■ **Work request**: Go through the listing beneath this task and return every line that carries the string "microphone".

■ **Exercise materials**:
Start of Block

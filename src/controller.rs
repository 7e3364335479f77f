use std::future::Future;
use std::sync::Arc;
use std::time::Duration;

use futures_util::StreamExt;
use tokio::sync::{mpsc, watch};
use tokio::time::Instant;
use uuid::Uuid;

use crate::audio::{AudioBackend, CaptureSource, PlaybackSink};
use crate::config::{AudioConfig, SessionConfig};
use crate::error::{AudioError, LinkError, SessionError};
use crate::net_link::{Connection, Connector, InboundStream, OutboundLink, SessionSetup};
use crate::protocol::{InboundMessage, Role, TurnSignal};
use crate::state_machine::{LinkState, Reconnector, RetryPolicy, TurnStatus, TurnTracker};

/// Upper bound on the polite close handshake at teardown.
const CLOSE_TIMEOUT: Duration = Duration::from_secs(2);

/// Observable milestones of a session, for UIs, LEDs and tests.
#[derive(Debug, Clone, PartialEq)]
pub enum SessionEvent {
    Connecting { attempt: u32 },
    Connected { connection_id: Uuid },
    PlaybackEnqueued { bytes: usize },
    PlaybackOverrun,
    SendPaused,
    SendResumed { discarded: usize },
    Transcript { role: Role, text: String },
    TurnComplete,
    UserSpeaking,
    Disconnected { reason: String },
    BackingOff { attempt: u32, delay: Duration },
    Failed,
    Stopped,
}

/// Why one connection's loops stopped.
enum ConnectionEnd {
    Shutdown,
    Link(LinkError),
    Device(AudioError),
}

/// Runs a conversation: microphone -> service -> speaker, with turn-taking
/// and reconnection.
pub struct SessionController {
    config: SessionConfig,
    connector: Arc<dyn Connector>,
    backend: Arc<dyn AudioBackend>,
    show_transcription: bool,
    events: Option<mpsc::UnboundedSender<SessionEvent>>,
}

impl SessionController {
    pub fn new(
        config: SessionConfig,
        connector: Arc<dyn Connector>,
        backend: Arc<dyn AudioBackend>,
    ) -> Self {
        Self {
            config,
            connector,
            backend,
            show_transcription: true,
            events: None,
        }
    }

    pub fn with_transcription(mut self, show: bool) -> Self {
        self.show_transcription = show;
        self
    }

    pub fn with_events(mut self, tx: mpsc::UnboundedSender<SessionEvent>) -> Self {
        self.events = Some(tx);
        self
    }

    fn emit(&self, event: SessionEvent) {
        if let Some(tx) = &self.events {
            let _ = tx.send(event);
        }
    }

    /// Run until `shutdown` resolves (Ok) or a fatal error occurs.
    ///
    /// Devices are opened before anything else: if either is unavailable the
    /// call fails without connecting.
    pub async fn run<F>(
        &self,
        persona: &str,
        audio: &AudioConfig,
        shutdown: F,
    ) -> Result<(), SessionError>
    where
        F: Future<Output = ()>,
    {
        let mut capture = self.backend.open_capture(audio).inspect_err(|e| {
            tracing::error!("✗ Error initializing microphone: {}", e);
        })?;
        let playback = self.backend.open_playback(audio).inspect_err(|e| {
            tracing::error!("✗ Error initializing speaker: {}", e);
        })?;
        tracing::info!("✓ Audio streams initialized");

        let result = self
            .drive(persona, audio, capture.as_mut(), playback.as_ref(), shutdown)
            .await;

        // Dropping the devices joins their threads, and playback first plays
        // out its queue, so keep that off the async workers.
        let release = tokio::task::spawn_blocking(move || drop((capture, playback)));
        if let Err(e) = release.await {
            tracing::warn!("Audio release failed: {}", e);
        }
        result
    }

    async fn drive<F>(
        &self,
        persona: &str,
        audio: &AudioConfig,
        capture: &mut dyn CaptureSource,
        playback: &dyn PlaybackSink,
        shutdown: F,
    ) -> Result<(), SessionError>
    where
        F: Future<Output = ()>,
    {
        let setup = SessionSetup::new(persona, audio);
        let policy = RetryPolicy::from(&self.config);
        let max_attempts = policy.max_attempts;
        let mut reconnector = Reconnector::new(policy);

        tokio::pin!(shutdown);

        loop {
            if let LinkState::Connecting { attempt } = reconnector.begin_connect() {
                if attempt > 0 {
                    tracing::info!("🔄 Attempting to reconnect...");
                }
                self.emit(SessionEvent::Connecting { attempt });
            }

            let connected = tokio::select! {
                biased;
                _ = &mut shutdown => return self.stop(&mut reconnector),
                result = self.connector.connect(&setup) => result,
            };

            let err = match connected {
                Ok(conn) => {
                    reconnector.connected();
                    let stale = capture.discard_pending();
                    if stale > 0 {
                        tracing::debug!("Discarded {} stale microphone frames", stale);
                    }
                    tracing::info!(connection_id = %conn.id, "✓ Connected, listening...");
                    self.emit(SessionEvent::Connected {
                        connection_id: conn.id,
                    });

                    match self
                        .run_connection(conn, &mut *capture, playback, &mut shutdown)
                        .await
                    {
                        ConnectionEnd::Shutdown => return self.stop(&mut reconnector),
                        ConnectionEnd::Device(e) => {
                            tracing::error!("✗ Audio device failed: {}", e);
                            self.emit(SessionEvent::Failed);
                            return Err(e.into());
                        }
                        ConnectionEnd::Link(e) => e,
                    }
                }
                Err(e) => e,
            };

            tracing::warn!("✗ Connection error: {}", err);
            self.emit(SessionEvent::Disconnected {
                reason: err.to_string(),
            });

            match reconnector.failed() {
                LinkState::BackingOff { attempt, delay } => {
                    tracing::warn!(
                        "🔄 Reconnecting in {:?}... (attempt {}/{})",
                        delay,
                        attempt,
                        max_attempts
                    );
                    self.emit(SessionEvent::BackingOff { attempt, delay });
                    tokio::select! {
                        biased;
                        _ = &mut shutdown => return self.stop(&mut reconnector),
                        _ = tokio::time::sleep(delay) => {}
                    }
                }
                _ => {
                    let attempts = reconnector.failures().saturating_sub(1);
                    tracing::error!("✗ Max reconnection attempts ({}) reached", max_attempts);
                    self.emit(SessionEvent::Failed);
                    return Err(SessionError::RetriesExhausted {
                        attempts,
                        last: err,
                    });
                }
            }
        }
    }

    fn stop(&self, reconnector: &mut Reconnector) -> Result<(), SessionError> {
        reconnector.disconnect();
        tracing::info!("👋 Shutting down gracefully...");
        self.emit(SessionEvent::Stopped);
        Ok(())
    }

    /// Drive the send and receive loops of one connection until one of them
    /// ends or shutdown is requested, then close the connection.
    async fn run_connection<S>(
        &self,
        conn: Connection,
        capture: &mut dyn CaptureSource,
        playback: &dyn PlaybackSink,
        shutdown: &mut S,
    ) -> ConnectionEnd
    where
        S: Future<Output = ()> + Unpin,
    {
        let Connection {
            id,
            mut outbound,
            inbound,
        } = conn;
        let (turns, turn_rx) = TurnTracker::new();

        let end = {
            let send = self.send_loop(outbound.as_mut(), capture, turn_rx);
            let receive = self.receive_loop(inbound, playback, &turns);
            tokio::select! {
                _ = &mut *shutdown => ConnectionEnd::Shutdown,
                end = send => end,
                end = receive => end,
            }
        };

        // Both loops are dropped at this point.
        match tokio::time::timeout(CLOSE_TIMEOUT, outbound.close()).await {
            Ok(Ok(())) => tracing::debug!(connection_id = %id, "Connection closed"),
            Ok(Err(e)) => tracing::debug!(connection_id = %id, "Close failed: {}", e),
            Err(_) => tracing::debug!(connection_id = %id, "Close timed out"),
        }
        end
    }

    async fn send_loop(
        &self,
        outbound: &mut dyn OutboundLink,
        capture: &mut dyn CaptureSource,
        mut turns: watch::Receiver<TurnStatus>,
    ) -> ConnectionEnd {
        let send_delay = self.config.send_delay();
        let mut seen_turns = turns.borrow_and_update().completed_turns;
        let mut flag_open = true;

        loop {
            tokio::select! {
                biased;
                changed = turns.changed(), if flag_open => {
                    if changed.is_err() {
                        flag_open = false;
                        continue;
                    }
                    let status = *turns.borrow_and_update();
                    if status.completed_turns > seen_turns {
                        seen_turns = status.completed_turns;
                        if let Err(e) = self.pause_sending(&mut *capture).await {
                            return ConnectionEnd::Device(e);
                        }
                    }
                }
                frame = capture.next_frame() => {
                    let frame = match frame {
                        Ok(frame) => frame,
                        Err(e) => return ConnectionEnd::Device(e),
                    };
                    match outbound.send(&frame).await {
                        Ok(()) => {}
                        Err(e) if !e.is_connection_level() => {
                            tracing::warn!("Dropping outbound frame: {}", e);
                        }
                        Err(e) => return ConnectionEnd::Link(e),
                    }
                    if !send_delay.is_zero() {
                        tokio::time::sleep(send_delay).await;
                    }
                }
            }
        }
    }

    /// Hold the microphone back after the service finished a turn, so the
    /// tail of the response is not sent back as user speech.
    async fn pause_sending(&self, capture: &mut dyn CaptureSource) -> Result<(), AudioError> {
        let delay = self.config.turn_resume_delay();
        tracing::debug!("Turn complete, pausing microphone for {:?}", delay);
        self.emit(SessionEvent::SendPaused);

        let resume_at = Instant::now() + delay;
        let mut discarded = 0;
        loop {
            tokio::select! {
                biased;
                _ = tokio::time::sleep_until(resume_at) => break,
                frame = capture.next_frame() => {
                    frame?;
                    discarded += 1;
                }
            }
        }

        if discarded > 0 {
            tracing::debug!("Discarded {} microphone frames during the pause", discarded);
        }
        tracing::debug!("🎤 Listening...");
        self.emit(SessionEvent::SendResumed { discarded });
        Ok(())
    }

    async fn receive_loop(
        &self,
        mut inbound: InboundStream,
        playback: &dyn PlaybackSink,
        turns: &TurnTracker,
    ) -> ConnectionEnd {
        while let Some(item) = inbound.next().await {
            let msg = match item {
                Ok(msg) => msg,
                Err(e) => return ConnectionEnd::Link(e),
            };

            match msg {
                InboundMessage::Audio(frame) => {
                    if turns.resume() {
                        tracing::debug!("New response turn");
                    }
                    let bytes = frame.byte_len();
                    let duration = frame.duration();
                    match playback.enqueue(frame) {
                        Ok(()) => self.emit(SessionEvent::PlaybackEnqueued { bytes }),
                        Err(AudioError::Overrun) => {
                            tracing::warn!("⚠️  Playback buffer overrun, dropped {:?} of audio", duration);
                            self.emit(SessionEvent::PlaybackOverrun);
                        }
                        Err(e) => return ConnectionEnd::Device(e),
                    }
                }
                InboundMessage::Text { role, text } => {
                    let who = match role {
                        Role::User => "🗣",
                        Role::Model => "💬",
                    };
                    if self.show_transcription {
                        tracing::info!("{} {}", who, text);
                    } else {
                        tracing::debug!("{} {}", who, text);
                    }
                    self.emit(SessionEvent::Transcript { role, text });
                }
                InboundMessage::Turn(TurnSignal::TurnComplete) => {
                    if turns.complete_turn() {
                        tracing::debug!("✓ Turn complete");
                        self.emit(SessionEvent::TurnComplete);
                    } else {
                        tracing::debug!("Repeated turn-complete ignored");
                    }
                }
                InboundMessage::Turn(TurnSignal::UserSpeaking) => {
                    tracing::debug!("User interrupted the response");
                    turns.resume();
                    self.emit(SessionEvent::UserSpeaking);
                }
                InboundMessage::Turn(TurnSignal::Error(msg)) => {
                    tracing::warn!("⚠️  Service reported an error: {}", msg);
                    return ConnectionEnd::Link(LinkError::Remote(msg));
                }
            }
        }

        ConnectionEnd::Link(LinkError::Closed("inbound stream ended".to_string()))
    }
}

End of Block

■ **Task result**:
/// Runs a conversation: microphone -> service -> speaker, with turn-taking
            tracing::error!("✗ Error initializing microphone: {}", e);
                        tracing::debug!("Discarded {} stale microphone frames", stale);
    /// Hold the microphone back after the service finished a turn, so the
        tracing::debug!("Turn complete, pausing microphone for {:?}", delay);
            tracing::debug!("Discarded {} microphone frames during the pause", discarded);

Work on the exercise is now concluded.